Proteolysis targeting chimeras (PROTACs) targeting bromodomain-containing protein 4 (BRD4) proved to be powerful BRD4 degraders, which showed superiority in vitro and in vivo anti-tumor activity in many cancer models. Referring to the design of ARV-825, ARV-771 and MZ1, two novel BRD4 PROTACs were rationally designed and prepared via connecting the pan-BET selective bromodomain inhibitor JQ1 and two universal E3 ligase ligands targeting Von Hippel-Lindau (VHL) and cereblon (CRBN), namely VHL-JQ1 and CRBN-JQ1. Comparable to the degradation potency of ARV-825, ARV-771, and MZ1, both BRD4 PROTACs demonstrated potent BRD4 degradation efficacy. VHL-JQ1 showed superior antitumor activity against triple-negative breast cancer (TNBC) cell lines across multiple cellular processes, including cell proliferation suppression, migration and invasion inhibition, cell cycle arrest, and apoptosis induction. In addition, RNA-seq analysis revealed both shared and distinct gene expression profiles between BRD4 PROTAC-treated and JQ1-treated cells.

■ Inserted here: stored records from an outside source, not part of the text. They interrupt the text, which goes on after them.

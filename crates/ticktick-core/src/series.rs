// File: crates/ticktick-core/src/series.rs
// Summary: Line series model for the price chart (primary close line and overlays such as the moving average).

use crate::axis::day_number;
use crate::enrich::EnrichedPoint;

/// How a series is stroked; the theme supplies the concrete colors.
#[derive(Clone, Copy, Debug, PartialEq, Eq)]
pub enum SeriesRole {
    /// The main price line.
    Primary,
    /// Derived line drawn on top (moving average).
    Overlay,
}

#[derive(Clone, Debug)]
pub struct Series {
    pub label: String,
    pub role: SeriesRole,
    pub data_xy: Vec<(f64, f64)>,
}

impl Series {
    pub fn with_data(label: impl Into<String>, role: SeriesRole, data: Vec<(f64, f64)>) -> Self {
        Self { label: label.into(), role, data_xy: data }
    }

    /// Closing prices against the shared date axis.
    pub fn closes(points: &[EnrichedPoint]) -> Self {
        let data = points.iter().map(|p| (day_number(p.date), p.close)).collect();
        Self::with_data("Close", SeriesRole::Primary, data)
    }

    /// Moving average against the same axis; points without an average are omitted.
    pub fn moving_average(points: &[EnrichedPoint], window: usize) -> Self {
        let data = points
            .iter()
            .filter_map(|p| p.moving_average.map(|ma| (day_number(p.date), ma)))
            .collect();
        Self::with_data(format!("Moving Average ({window})"), SeriesRole::Overlay, data)
    }

    pub fn is_empty(&self) -> bool {
        self.data_xy.is_empty()
    }

    /// Downsample using LTTB to at most `max_points`.
    pub fn downsample_lttb(&self, max_points: usize) -> Self {
        use crate::downsample::lttb;
        let data = if self.data_xy.len() > max_points && max_points >= 2 {
            lttb(&self.data_xy, max_points)
        } else {
            self.data_xy.clone()
        };
        Series { label: self.label.clone(), role: self.role, data_xy: data }
    }
}
// File: crates/ticktick-core/src/grid.rs
// Summary: Simple grid/tick layout helpers.

pub fn linspace(start: f64, end: f64, steps: usize) -> Vec<f64> {
    if steps < 2 { return vec![start, end]; }
    let step = (end - start) / (steps as f64 - 1.0);
    (0..steps).map(|i| start + step * i as f64).collect()
}

/// Min/max over finite values; `None` when nothing finite is present.
pub fn finite_range(values: impl IntoIterator<Item = f64>) -> Option<(f64, f64)> {
    values
        .into_iter()
        .filter(|v| v.is_finite())
        .fold(None, |acc, v| match acc {
            None => Some((v, v)),
            Some((lo, hi)) => Some((lo.min(v), hi.max(v))),
        })
}
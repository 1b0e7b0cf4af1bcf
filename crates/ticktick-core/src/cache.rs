// File: crates/ticktick-core/src/cache.rs
// Summary: Opt-in memoizing wrapper around a market-data provider, keyed by ticker and date range.

use std::collections::HashMap;
use std::sync::Mutex;

use tracing::trace;

use crate::error::MarketDataError;
use crate::provider::MarketData;
use crate::quote::{CompanyInfo, DateRange, PriceSeries, Ticker};

#[derive(Default)]
struct Entries {
    history: HashMap<(Ticker, DateRange), PriceSeries>,
    info: HashMap<Ticker, CompanyInfo>,
}

/// Caches successful provider responses in memory. Errors are never cached.
///
/// The cache lives exactly as long as the wrapper; callers choose where
/// (and whether) to keep one around.
pub struct CachedProvider<P> {
    inner: P,
    entries: Mutex<Entries>,
}

impl<P: MarketData> CachedProvider<P> {
    pub fn new(inner: P) -> Self {
        Self { inner, entries: Mutex::new(Entries::default()) }
    }

    pub fn inner(&self) -> &P {
        &self.inner
    }

    /// Drop every cached response for `ticker`.
    pub fn invalidate(&self, ticker: &Ticker) {
        let mut e = self.lock();
        e.history.retain(|(t, _), _| t != ticker);
        e.info.remove(ticker);
    }

    pub fn clear(&self) {
        let mut e = self.lock();
        e.history.clear();
        e.info.clear();
    }

    /// Number of cached (history, info) entries.
    pub fn cached_counts(&self) -> (usize, usize) {
        let e = self.lock();
        (e.history.len(), e.info.len())
    }

    fn lock(&self) -> std::sync::MutexGuard<'_, Entries> {
        // A poisoned map still holds only complete entries.
        self.entries.lock().unwrap_or_else(|poisoned| poisoned.into_inner())
    }
}

impl<P: MarketData> MarketData for CachedProvider<P> {
    fn name(&self) -> &'static str { self.inner.name() }

    fn history(&self, ticker: &Ticker, range: DateRange) -> Result<PriceSeries, MarketDataError> {
        let key = (ticker.clone(), range);
        if let Some(hit) = self.lock().history.get(&key) {
            trace!(%ticker, ?range, "history cache hit");
            return Ok(hit.clone());
        }
        let fresh = self.inner.history(ticker, range)?;
        self.lock().history.insert(key, fresh.clone());
        Ok(fresh)
    }

    fn info(&self, ticker: &Ticker) -> Result<CompanyInfo, MarketDataError> {
        if let Some(hit) = self.lock().info.get(ticker) {
            trace!(%ticker, "info cache hit");
            return Ok(hit.clone());
        }
        let fresh = self.inner.info(ticker)?;
        self.lock().info.insert(ticker.clone(), fresh.clone());
        Ok(fresh)
    }
}
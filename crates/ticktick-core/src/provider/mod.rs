// File: crates/ticktick-core/src/provider/mod.rs
// Summary: Market-data provider interface (history + company info) and its implementations.

mod file;
#[cfg(feature = "yahoo")]
mod yahoo;

pub use file::{load_history_csv, FileProvider};
#[cfg(feature = "yahoo")]
pub use yahoo::YahooProvider;

use crate::error::MarketDataError;
use crate::quote::{CompanyInfo, DateRange, PriceSeries, Ticker};

/// Source of daily price history and company metadata for a ticker.
pub trait MarketData {
    /// Short identifier used in logs.
    fn name(&self) -> &'static str;

    /// Daily history inside `range`, ascending by date. May be empty.
    fn history(&self, ticker: &Ticker, range: DateRange) -> Result<PriceSeries, MarketDataError>;

    /// Company metadata. Fields the provider does not know stay `None`.
    fn info(&self, ticker: &Ticker) -> Result<CompanyInfo, MarketDataError>;
}

impl<T: MarketData + ?Sized> MarketData for Box<T> {
    fn name(&self) -> &'static str { (**self).name() }
    fn history(&self, ticker: &Ticker, range: DateRange) -> Result<PriceSeries, MarketDataError> {
        (**self).history(ticker, range)
    }
    fn info(&self, ticker: &Ticker) -> Result<CompanyInfo, MarketDataError> { (**self).info(ticker) }
}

Notably, VHL-JQ1 induced more pronounced mRNA expression changes compared to CRBN-JQ1 and JQ1. KRAS and NOTCH signaling pathways might be involved in the transcriptomic differences induced by BRD4 PROTACs and JQ1 treatment. Furthermore, combination therapy studies revealed that VHL-Q1 exhibited antagonistic effects when combined with paclitaxel, while demonstrating synergistic effects with cisplatin in TNBC treatment. Overall, our findings highlight VHL-JQ1 as a promising chemical probe for investigating BRD4 biological functions and a potential therapeutic candidate for TNBC treatment.